J’ai donc une activité très transversale. Je collabore au quotidien avec les ingénieurs agronomes pour imaginer des innovations et des améliorations à partir des retours utilisateurs. De la même manière, j’échange régulièrement avec les développeurs pour intégrer et mettre en forme des outils dont les professionnels de la vigne ont besoin,  dans l’application Maps de notre plateforme 360viti qui est un véritable carnet de santé de la vigne. En fait je suis un peu le radiologue du vignoble ! sauf que mes radios sont connectées et que chacun les analyse facilement.

géomaticien
En étroite collaboration avec les besoins du terrain et les développeurs, le géomaticien met au point les fonctionnalités cartographiques.

Comment identifies-tu les besoins pour les clients de Fruition Sciences ?

 

La connaissance du besoin client est vitale pour l’activité de Fruition Sciences et le développement de 360viti. Ce besoin est majoritairement mis en lumière lors des rencontres entre les exploitants viticoles et les responsables techniques et agronomes de Fruition Sciences. Ensuite nous organisons des réunions de travail avec ces derniers pour traduire ces besoins concrets et quotidiens en fonctionnalités techniques.

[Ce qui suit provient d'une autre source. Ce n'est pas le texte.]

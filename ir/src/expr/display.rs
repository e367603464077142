//! Infix printing of index expressions.
//!
//! Parentheses are emitted only where precedence requires them, except that a
//! right operand of equal precedence is always parenthesized so the printed form
//! keeps the tree shape (`a + (b + c)`).

use std::fmt;

use itertools::Itertools;

use super::{Access, BinaryOp, ExprKind, ExprNode, Immediate, IndexExpr, UnaryOp};

const PREC_ADD: u8 = 1;
const PREC_MUL: u8 = 2;
const PREC_NEG: u8 = 3;
const PREC_ATOM: u8 = 4;

fn precedence(node: &ExprNode) -> u8 {
    match &node.kind {
        ExprKind::Binary(BinaryOp::Add | BinaryOp::Sub, ..) => PREC_ADD,
        ExprKind::Binary(BinaryOp::Mul | BinaryOp::Div, ..) => PREC_MUL,
        ExprKind::Unary(UnaryOp::Neg, _) => PREC_NEG,
        ExprKind::Unary(UnaryOp::Sqrt, _) | ExprKind::Access(_) | ExprKind::Immediate(_) => PREC_ATOM,
    }
}

fn write_operand(f: &mut fmt::Formatter<'_>, node: &ExprNode, parenthesize: bool) -> fmt::Result {
    if parenthesize { write!(f, "({node})") } else { write!(f, "{node}") }
}

impl fmt::Display for Immediate {
    fn fmt(&self, f: &mut fmt::Formatter<'_>) -> fmt::Result {
        match self {
            Self::Int(v) => write!(f, "{v}"),
            Self::UInt(v) => write!(f, "{v}u"),
            Self::Float(v) => write!(f, "{v:?}"),
            Self::Complex(c) if c.im.is_sign_negative() => write!(f, "({:?}-{:?}i)", c.re, -c.im),
            Self::Complex(c) => write!(f, "({:?}+{:?}i)", c.re, c.im),
        }
    }
}

impl fmt::Display for ExprNode {
    fn fmt(&self, f: &mut fmt::Formatter<'_>) -> fmt::Result {
        match &self.kind {
            ExprKind::Access(access) => {
                write!(f, "{}", access.tensor.name())?;
                if !access.index_vars.is_empty() {
                    write!(f, "({})", access.index_vars.iter().join(","))?;
                }
                Ok(())
            }
            ExprKind::Unary(UnaryOp::Neg, a) => {
                f.write_str("-")?;
                write_operand(f, a, precedence(a) < PREC_NEG)
            }
            ExprKind::Unary(UnaryOp::Sqrt, a) => write!(f, "sqrt({a})"),
            ExprKind::Binary(op, a, b) => {
                let prec = precedence(self);
                write_operand(f, a, precedence(a) < prec)?;
                write!(f, " {} ", op.symbol())?;
                write_operand(f, b, precedence(b) <= prec)
            }
            ExprKind::Immediate(imm) => write!(f, "{imm}"),
        }
    }
}

impl fmt::Display for IndexExpr {
    fn fmt(&self, f: &mut fmt::Formatter<'_>) -> fmt::Result {
        match self.node() {
            Some(node) => write!(f, "{node}"),
            None => f.write_str("undefined"),
        }
    }
}

impl fmt::Display for Access {
    fn fmt(&self, f: &mut fmt::Formatter<'_>) -> fmt::Result {
        write!(f, "{}", self.node())
    }
}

Le zonage NDVI en est un bon exemple. Il est issu de remarques de nos clients face au produit CartoCep (carte NDVI au pied). La vigueur au pied près est pour certains exploitants trop complexe pour faire de la modulation intra-parcellaire avec des machines ne pouvant gérer cette précision. C’est dans ce contexte que nous avons cherché à créer un produit du NDVI plus simple à utiliser. Nous avons donc mis au point le zonage, où chaque parcelle est découpée en carrés de 10m de côté dans le sens des rangs avec dans chaque carré la moyenne du NDVI. Avec ces grosse zones, il est plus simple pour les tractoristes de moduler leurs actions au vignoble.

 

Quelle est la différence avec les développeurs informatique ?

 

Le développeur informatique est le spécialiste des langages informatiques. Chez Fruition Sciences, ils conçoivent, améliorent et maintiennent, la structure, l’infrastructure, l’accès aux données, et les applications.

Le géomaticien, lui, travaille sur les produits cartographiques. Il analyse le besoin clients avec les responsables techniques, imagine les produits, met au point et code l’algorithme pour générer le produit.

Le lien fort qui existe entre le développeur et le géomaticien opère lors de l’intégration de l’algorithme dans l’application. C’est à ce moment que géomaticien et développeur travaillent de concert pour que la génération, la visualisation et l’utilisation du produit soit rapide, simple et efficace.

Est-ce que ton métier est une passion ?

 

Ma passion, c’est la photographie. J’aime beaucoup tout ce qui relève du visuel et plus largement du sensoriel. C’est mon côté créatif. D’un autre côté, j’aime la sciences et résoudre des problématiques, j’ai été élevé avec “C’est pas sorcier”, c’est mon côté cartésien.

En ça, le métier de géomaticien est une bonne mosaïque où ces points viennent converger. Mettre au point un nouveau produit cartographique est sans doute l’activité qui les regroupe tous. Partir d’une idée “Si on essayait de proposer aux utilisateurs de visualiser cette donnée”, trouver une forme facilement intelligible et attractive (“Le cerveau humain est capable de traiter une image 60 000 fois plus vite qu’un texte”), mettre au point l’algorithme et le coder “Quel enchaînement de traitements va permettre d’arriver au résultat escompté ?”, intégrer la fonctionnalité à l’application “Il faut que le processus soit rapide, simple et clair pour l’utilisateur”.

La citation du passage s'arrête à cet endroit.